When 1 host goes down, everything goes down. So clearly I have something setup wrong.
I also notice that when 1 node goes down it takes down the other hosts osd's
...
Hi,
sure that the other OSDs are down if one host is down?
Check with
Code:
ceph osd tree
But I assume the problem is another one.
If you shutdown an host the OSDs and the Mon dies at the same time and due that, the OSD-message, that they go down, has no effect. So the cluster must get the quorum again and after that, it's takes some time to build an neu osdmap (+ pgmap) due the stopped OSDs.

Try if it works, if you stop the OSDs first before you shutdown one host.
And like Dietmar allready wrote - use three mons instead of four (but I think, this isn't the issue).

Udo
 
Wow, ok so glad to see Im not the only one but now I am trying to figure out what responses go to the initial question, the inline helps.

So to clarify when PM04 has gone down (not sure why yet), all the VM's freak out. When I look at the proxmox GUI, it shows that 1 of the OSD's on each host is also down. Why would Ceph do that?
 
Last edited:
Your of number looks too low as well... Might want to change that...
ceph osd pool set {pool_name} pg_num {value}

Thanks for this I will us this to increase to 256? Still trying to figure out what that actually means...

# Ensure you have a realistic number of placement groups. We recommend
# approximately 100 per OSD. E.g., total number of OSDs multiplied by 100
# divided by the number of replicas (i.e., osd pool default size). So for
# 10 OSDs and osd pool default size = 4, we'd recommend approximately
# (100 * 10) / 4 = 250.


As Per Documentation its suggesting 100 per OSD buy why?
 
The situation in thesame. Default pool. Only difference is that we have 6 nodes.
Thanks for this I will us this to increase to 256? Still trying to figure out what that actually means...

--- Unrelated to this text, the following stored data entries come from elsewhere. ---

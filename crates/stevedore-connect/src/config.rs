//! Configuration surface consumed by the core
//!
//! This is the abstract configuration a destination writer is constructed
//! from, not a CLI: the embedding application deserializes it from wherever
//! its config lives. Validation runs at writer construction so a bad
//! pattern or missing schema class fails startup, not the first batch.

use schemars::JsonSchema;
use serde::{Deserialize, Serialize};
use std::collections::BTreeMap;
use validator::Validate;

use crate::error::{Result, SinkError};
use crate::parser::ParseMode;
use crate::schema::ColumnOverrides;

/// Column type a metadata entry is coerced to when folded into a mapping
#[derive(Debug, Clone, Copy, PartialEq, Eq, Serialize, Deserialize, JsonSchema)]
#[serde(rename_all = "lowercase")]
pub enum MetadataFieldType {
    /// Stringify the value
    String,
    /// Signed 64-bit integer
    Integer,
    /// Epoch-millis coerced to an RFC3339 timestamp
    Timestamp,
}

/// Template patterns per destination need.
///
/// Each entry is a pattern in the engine's grammar (see
/// [`CompiledTemplate`](crate::template::CompiledTemplate)); all of them
/// compile at writer construction.
#[derive(Debug, Clone, Default, Serialize, Deserialize, JsonSchema)]
pub struct TemplatePatterns {
    /// Row key for wide-column destinations
    #[serde(default)]
    pub row_key: Option<String>,

    /// Per-message URL for HTTP destinations
    #[serde(default)]
    pub url: Option<String>,

    /// Header name → value pattern
    #[serde(default)]
    pub headers: BTreeMap<String, String>,

    /// Query parameter name → value pattern
    #[serde(default)]
    pub query_params: BTreeMap<String, String>,

    /// Request body pattern
    #[serde(default)]
    pub body: Option<String>,
}

/// Configuration for one sink connector
#[derive(Debug, Clone, Default, Serialize, Deserialize, Validate, JsonSchema)]
pub struct SinkConnectorConfig {
    /// Which side of the message is decoded (default: the value)
    #[serde(default)]
    pub mode: ParseMode,

    /// Schema class decoded for the record key
    #[serde(default)]
    #[validate(length(min = 1))]
    pub key_schema_class: Option<String>,

    /// Schema class decoded for the record value
    #[serde(default)]
    #[validate(length(min = 1))]
    pub value_schema_class: Option<String>,

    /// Tolerate undecoded wire data instead of failing the message
    #[serde(default)]
    pub allow_unknown_fields: bool,

    /// Stringify JSON scalar values at parse time (JSON mode only)
    #[serde(default)]
    pub stringify_json_scalars: bool,

    /// Template patterns per destination need
    #[serde(default)]
    pub templates: TemplatePatterns,

    /// Metadata column name → coercion type
    #[serde(default)]
    pub metadata_columns: BTreeMap<String, MetadataFieldType>,

    /// Field path → column name overrides applied when schemas are built
    #[serde(default)]
    pub column_overrides: ColumnOverrides,
}

impl SinkConnectorConfig {
    /// The schema class for the configured mode.
    ///
    /// Fails with a configuration error when the mode's side has no schema
    /// class, so the gap surfaces at writer construction.
    pub fn schema_class(&self) -> Result<&str> {
        let (side, class) = match self.mode {
            ParseMode::LogKey => ("key", &self.key_schema_class),
            ParseMode::LogMessage => ("value", &self.value_schema_class),
        };
        class.as_deref().ok_or_else(|| {
            SinkError::config(format!(
                "no {side} schema class configured for mode {}",
                self.mode
            ))
        })
    }
}
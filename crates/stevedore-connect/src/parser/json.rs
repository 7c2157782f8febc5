//! Flat JSON parsing

use serde_json::Value as JsonValue;
use std::sync::Arc;
use tracing::debug;

use crate::error::{Result, SinkError};
use crate::message::{Mapping, Message};
use crate::metrics::{names, noop, SharedMetrics};
use crate::parser::{select_bytes, DecodedMessage, MessageParser, ParseMode};
use crate::schema::Schema;

/// JSON parsing strategy.
///
/// This format intentionally supports only flat objects: a nested object as
/// a field value is rejected rather than flattened. Under the
/// stringify-scalars flag, booleans and numbers are coerced to their string
/// form and nulls are dropped before consumers see the fields.
pub struct JsonParser {
    stringify_scalars: bool,
    metrics: SharedMetrics,
    empty_schema: Arc<Schema>,
}

impl JsonParser {
    /// Create a parser with coercion disabled
    pub fn new() -> Self {
        Self {
            stringify_scalars: false,
            metrics: noop(),
            empty_schema: Arc::new(Schema::empty()),
        }
    }

    /// Coerce scalar values to strings at parse time (builder-style)
    pub fn with_stringify_scalars(mut self, stringify: bool) -> Self {
        self.stringify_scalars = stringify;
        self
    }

    /// Inject a metrics handle (builder-style)
    pub fn with_metrics(mut self, metrics: SharedMetrics) -> Self {
        self.metrics = metrics;
        self
    }

    fn try_parse(&self, message: &Message, mode: ParseMode) -> Result<DecodedMessage> {
        let bytes = select_bytes(message, mode)?;
        let value: JsonValue = serde_json::from_slice(bytes)?;
        let JsonValue::Object(fields) = value else {
            return Err(SinkError::Deserialization(
                "expected a flat JSON object".into(),
            ));
        };
        let mut out = Mapping::new();
        for (name, value) in fields {
            if value.is_object() {
                return Err(SinkError::UnsupportedNesting(format!(
                    "field '{name}' holds a nested object"
                )));
            }
            if self.stringify_scalars {
                match value {
                    JsonValue::Null => continue,
                    JsonValue::String(s) => {
                        out.insert(name, JsonValue::String(s));
                    }
                    other => {
                        out.insert(name, JsonValue::String(other.to_string()));
                    }
                }
            } else {
                out.insert(name, value);
            }
        }
        Ok(DecodedMessage::json(out))
    }
}

impl Default for JsonParser {
    fn default() -> Self {
        Self::new()
    }
}

impl MessageParser for JsonParser {
    fn parse(
        &self,
        message: &Message,
        mode: ParseMode,
        _schema_name: &str,
    ) -> Result<DecodedMessage> {
        match self.try_parse(message, mode) {
            Ok(decoded) => {
                self.metrics.increment(names::MESSAGES_PARSED, 1);
                Ok(decoded)
            }
            Err(err) => {
                debug!(%err, "json message failed to parse");
                self.metrics.increment(names::PARSE_FAILURES, 1);
                Err(err)
            }
        }
    }

    fn schema(&self, _schema_name: &str) -> Result<Arc<Schema>> {
        // flat JSON carries no descriptor; lookups go straight at the object
        Ok(Arc::clone(&self.empty_schema))
    }
}
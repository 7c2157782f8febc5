//! Descriptor registry boundary
//!
//! Resolving a type name to a structural descriptor is the job of an
//! external schema registry; this module defines the seam the parser
//! depends on, plus an in-memory implementation backed by a
//! `FileDescriptorSet` for embedders (and tests) that carry descriptors
//! with them. Fetch, refresh, and caching of remote registries live behind
//! this trait, outside the core.

use bytes::Buf;
use prost_reflect::{DescriptorPool, MessageDescriptor};
use prost_types::FileDescriptorSet;

use crate::error::{Result, SinkError};

/// Resolves fully-qualified message type names to descriptors
pub trait DescriptorRegistry: Send + Sync {
    /// Look up the descriptor for `full_name`.
    ///
    /// Fails with a configuration error when the type is unknown, so a bad
    /// schema class surfaces at writer construction rather than per batch.
    fn descriptor(&self, full_name: &str) -> Result<MessageDescriptor>;
}

/// An in-memory registry over a fixed descriptor pool
#[derive(Debug, Clone)]
pub struct StaticDescriptorRegistry {
    pool: DescriptorPool,
}

impl StaticDescriptorRegistry {
    /// Wrap an existing descriptor pool
    pub fn from_pool(pool: DescriptorPool) -> Self {
        Self { pool }
    }

    /// Decode an encoded `FileDescriptorSet`
    pub fn decode<B: Buf>(bytes: B) -> Result<Self> {
        let pool = DescriptorPool::decode(bytes)
            .map_err(|e| SinkError::config(format!("invalid descriptor set: {e}")))?;
        Ok(Self { pool })
    }

    /// Build from a decoded `FileDescriptorSet`
    pub fn from_file_descriptor_set(fds: FileDescriptorSet) -> Result<Self> {
        let pool = DescriptorPool::from_file_descriptor_set(fds)
            .map_err(|e| SinkError::config(format!("invalid descriptor set: {e}")))?;
        Ok(Self { pool })
    }

    /// Access the underlying pool
    pub fn pool(&self) -> &DescriptorPool {
        &self.pool
    }
}

impl DescriptorRegistry for StaticDescriptorRegistry {
    fn descriptor(&self, full_name: &str) -> Result<MessageDescriptor> {
        self.pool.get_message_by_name(full_name).ok_or_else(|| {
            SinkError::config(format!("message type not found in registry: {full_name}"))
        })
    }
}

#[cfg(test)]
mod tests {
    use super::*;
    use crate::testing::order_registry;

    #[test]
    fn test_lookup() {
        let registry = order_registry();
        let desc = registry.descriptor("orders.OrderLog").unwrap();
        assert_eq!(desc.full_name(), "orders.OrderLog");
    }

    #[test]
    fn test_unknown_type_is_config_error() {
        let registry = order_registry();
        let err = registry.descriptor("orders.Missing").unwrap_err();
        assert!(matches!(err, SinkError::Config(_)));
    }
}
//! Error types for stevedore-connect
//!
//! Provides structured error handling for the conversion pipeline and the
//! per-record error taxonomy destination writers report against.

use std::fmt;
use thiserror::Error;

/// Result type alias for stevedore-connect operations
pub type Result<T> = std::result::Result<T, SinkError>;

/// Classification of a per-record failure.
///
/// The first group covers failures produced while decoding, validating, and
/// templating a message; the `Sink*` group is reserved for failures reported
/// by a destination during reconciliation.
#[derive(Debug, Clone, Copy, PartialEq, Eq, Hash)]
pub enum ErrorKind {
    /// Empty key/value where one was required
    InvalidMessage,
    /// Disallowed undecoded wire data was present
    UnknownFields,
    /// Malformed payload
    Deserialization,
    /// Nested JSON where only flat objects are supported
    UnsupportedNesting,
    /// A template or mapping referenced a field absent from the schema
    InvalidFieldPath,
    /// Compile-time pattern/argument mismatch
    InvalidTemplate,
    /// Destination rejected the record with a client error
    Sink4xx,
    /// Destination failed with a server error
    Sink5xx,
    /// Destination failure that may succeed on retry
    SinkRetryable,
    /// Destination failure of unknown shape
    SinkUnknown,
    /// Unclassified failure
    Default,
}

impl ErrorKind {
    /// String form used in logs and error descriptions
    pub fn as_str(&self) -> &'static str {
        match self {
            Self::InvalidMessage => "invalid_message",
            Self::UnknownFields => "unknown_fields",
            Self::Deserialization => "deserialization",
            Self::UnsupportedNesting => "unsupported_nesting",
            Self::InvalidFieldPath => "invalid_field_path",
            Self::InvalidTemplate => "invalid_template",
            Self::Sink4xx => "sink_4xx",
            Self::Sink5xx => "sink_5xx",
            Self::SinkRetryable => "sink_retryable",
            Self::SinkUnknown => "sink_unknown",
            Self::Default => "default",
        }
    }

    /// Check if a failure of this kind may succeed on redelivery
    pub fn is_retryable(&self) -> bool {
        matches!(self, Self::Sink5xx | Self::SinkRetryable)
    }
}

impl fmt::Display for ErrorKind {
    fn fmt(&self, f: &mut fmt::Formatter<'_>) -> fmt::Result {
        write!(f, "{}", self.as_str())
    }
}

/// Main error type for the conversion pipeline
#[derive(Debug, Error)]
pub enum SinkError {
    /// Configuration error (fatal, surfaces at writer construction)
    #[error("configuration error: {0}")]
    Config(String),

    /// The selected side of the message carried no bytes
    #[error("empty message: {0}")]
    EmptyMessage(String),

    /// Undecoded wire data not accounted for by the schema
    #[error("unknown fields in message: {0}")]
    UnknownFields(String),

    /// The payload could not be decoded against its descriptor
    #[error("deserialization error: {0}")]
    Deserialization(String),

    /// Malformed JSON payload
    #[error("invalid payload: {0}")]
    InvalidPayload(#[from] serde_json::Error),

    /// Nested JSON objects are not supported by the flat JSON format
    #[error("unsupported nesting: {0}")]
    UnsupportedNesting(String),

    /// A field path did not resolve against the schema
    #[error("invalid field path: {0}")]
    InvalidFieldPath(String),

    /// A template pattern failed to compile
    #[error("invalid template: {0}")]
    InvalidTemplate(String),

    /// A metadata entry could not be coerced to its configured column type
    #[error("invalid metadata: {0}")]
    InvalidMetadata(String),

    /// Failure reported by a destination during reconciliation
    #[error("sink error ({kind}): {message}")]
    Sink {
        /// Destination-side classification
        kind: ErrorKind,
        /// Destination-reported detail
        message: String,
    },
}

impl SinkError {
    /// Classify this error into the per-record taxonomy.
    ///
    /// Pure function of the variant; destination writers use it to build
    /// [`ErrorInfo`] entries without inspecting error internals.
    pub fn kind(&self) -> ErrorKind {
        match self {
            Self::Config(_) => ErrorKind::Default,
            Self::EmptyMessage(_) => ErrorKind::InvalidMessage,
            Self::UnknownFields(_) => ErrorKind::UnknownFields,
            Self::Deserialization(_) | Self::InvalidPayload(_) => ErrorKind::Deserialization,
            Self::UnsupportedNesting(_) => ErrorKind::UnsupportedNesting,
            Self::InvalidFieldPath(_) => ErrorKind::InvalidFieldPath,
            Self::InvalidTemplate(_) => ErrorKind::InvalidTemplate,
            Self::InvalidMetadata(_) => ErrorKind::Default,
            Self::Sink { kind, .. } => *kind,
        }
    }

    /// Create a configuration error
    pub fn config(msg: impl Into<String>) -> Self {
        Self::Config(msg.into())
    }

    /// Create a destination-reported error
    pub fn sink(kind: ErrorKind, msg: impl Into<String>) -> Self {
        Self::Sink {
            kind,
            message: msg.into(),
        }
    }
}

/// A classified per-record failure carried through a [`SinkResponse`].
///
/// [`SinkResponse`]: crate::partition::SinkResponse
#[derive(Debug, Clone, PartialEq, Eq)]
pub struct ErrorInfo {
    /// Taxonomy bucket for the failure
    pub kind: ErrorKind,
    /// Human-readable cause
    pub cause: String,
}

impl ErrorInfo {
    /// Create an error info from a kind and cause
    pub fn new(kind: ErrorKind, cause: impl Into<String>) -> Self {
        Self {
            kind,
            cause: cause.into(),
        }
    }
}

impl From<SinkError> for ErrorInfo {
    fn from(err: SinkError) -> Self {
        Self {
            kind: err.kind(),
            cause: err.to_string(),
        }
    }
}

impl From<&SinkError> for ErrorInfo {
    fn from(err: &SinkError) -> Self {
        Self {
            kind: err.kind(),
            cause: err.to_string(),
        }
    }
}

impl fmt::Display for ErrorInfo {
    fn fmt(&self, f: &mut fmt::Formatter<'_>) -> fmt::Result {
        write!(f, "{}: {}", self.kind, self.cause)
    }
}

#[cfg(test)]
mod tests {
    use super::*;

    #[test]
    fn test_kind_classification() {
        assert_eq!(
            SinkError::EmptyMessage("key".into()).kind(),
            ErrorKind::InvalidMessage
        );
        assert_eq!(
            SinkError::UnknownFields("5 (varint)".into()).kind(),
            ErrorKind::UnknownFields
        );
        assert_eq!(
            SinkError::InvalidFieldPath("order_id".into()).kind(),
            ErrorKind::InvalidFieldPath
        );
        assert_eq!(
            SinkError::sink(ErrorKind::Sink5xx, "internal").kind(),
            ErrorKind::Sink5xx
        );
    }

    #[test]
    fn test_retryable_kinds() {
        assert!(ErrorKind::Sink5xx.is_retryable());
        assert!(ErrorKind::SinkRetryable.is_retryable());
        assert!(!ErrorKind::Sink4xx.is_retryable());
        assert!(!ErrorKind::Deserialization.is_retryable());
    }

    #[test]
    fn test_error_info_from_error() {
        let info = ErrorInfo::from(SinkError::Deserialization("truncated varint".into()));
        assert_eq!(info.kind, ErrorKind::Deserialization);
        assert!(info.cause.contains("truncated varint"));
    }

    #[test]
    fn test_error_display() {
        let err = SinkError::sink(ErrorKind::Sink4xx, "row too large");
        assert_eq!(err.to_string(), "sink error (sink_4xx): row too large");
    }
}
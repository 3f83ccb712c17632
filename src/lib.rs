//! Library to segment, summarize and compare thermal images
//! of animals.
//!
//! The typical pipeline reads a folder of sensor dumps (or
//! radiometric JPEGs), separates each subject from the
//! background, computes temperature statistics over the
//! subject, and flattens them into a table that can be
//! joined with clinical data and collapsed per subject.
//!
//! 1. Import: [`raw::read_raw`] decodes headerless `f32`
//! grids; [`radiometric::read_flir`] converts FLIR R-JPEGs to
//! Celsius using the camera's [calibration
//! parameters][temperature::ThermalSettings].
//! [`batch::read_batch`] does either for a whole directory.
//!
//! 2. Masking: [`segment::segment_roi`] (Otsu threshold,
//! morphological cleanup, largest component) or the simpler
//! [`segment::filter_threshold`]. Both rewrite the
//! record's processed matrix and drop its statistics.
//!
//! 3. Statistics: [`stats::compute_stats`] fills a record's
//! [`Metrics`], [`batch::compile_batch_stats`] turns a
//! collection into a [`Table`].
//!
//! 4. Tables: [`merge::merge_clinical`] and
//! [`aggregate::aggregate_replicates`].
//!
//! 5. Output: [`checkpoint`] persists records between runs,
//! and [`viz`] renders heatmaps, montages, spirals and
//! charts.
//!
//! ```rust
//! # fn run() -> biotherm::Result<()> {
//! use biotherm::{
//!     batch::{compile_batch_stats, compute_stats_batch, read_batch, segment_batch, BatchOptions},
//!     segment::SegmentOptions,
//!     stats::StatsOptions,
//! };
//!
//! let mut records = read_batch("frames/", &BatchOptions::default())?;
//! segment_batch(&mut records, &SegmentOptions::default());
//! compute_stats_batch(&mut records, &StatsOptions::default());
//! let table = compile_batch_stats(&records)?;
//! table.write_csv(std::io::stdout())?;
//! # Ok(())
//! # }
//! ```
//!
//! Recoverable problems (a file that fails to import, an
//! image with nothing left after masking) are reported as
//! [`tracing`] warnings and never abort a batch.

pub mod error;
pub mod record;

pub(crate) mod flir;
pub mod radiometric;
pub mod raw;
pub mod temperature;

pub mod density;
pub mod segment;
pub mod stats;

pub mod aggregate;
pub mod batch;
pub mod checkpoint;
pub mod merge;
pub mod table;

pub mod cli;
pub mod config;
pub mod viz;

pub use crate::error::{Error, Result};
pub use crate::record::{Metrics, RecordSet, Selector, ThermalRecord, MISSING};
pub use crate::table::{Cell, Table};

# Ensure you have a realistic number of placement groups. We recommend
# approximately 100 per OSD. E.g., total number of OSDs multiplied by 100
# divided by the number of replicas (i.e., osd pool default size). So for
# 10 OSDs and osd pool default size = 4, we'd recommend approximately
# (100 * 10) / 4 = 250.


As Per Documentation its suggesting 100 per OSD buy why?
Use this to set pg_num. :) http://ceph.com/pgcalc/
 
Like they say,
It's also important to know that the PG count can be increased, but NEVER decreased without destroying / recreating the pool. However, increasing the PG Count of a pool is one of the most impactful events in a Ceph Cluster, and should be avoided for production clusters if possible.
We increased pg_num from 128 to 256 when we added new nodes and there was no data loss., only a lot of moving data.
 
In my case, we have 12 osd (6 nodes, 2 osd /node). Using pg_calc, rbd pool name, size 3, 12 osd, 100% data, target per osd 100 result pg count 512. At this moment we have 256. Should I change to 512 or jump to 1024?
According to ceph documentation, the range is,
  • Less than 5 OSDs set pg_num to 128
  • Between 5 and 10 OSDs set pg_num to 512
  • Between 10 and 50 OSDs set pg_num to 1024
  • If you have more than 50 OSDs, you need to understand the tradeoffs and how to calculate the pg_num value by yourself
  • For calculating pg_num value by yourself please take help of pgcalc tool
 
Last edited:
Still have not been able to find the reason for the number of "128" Placement Groups anywhere.
Why 128/512? Why not 2, or 10 or 30?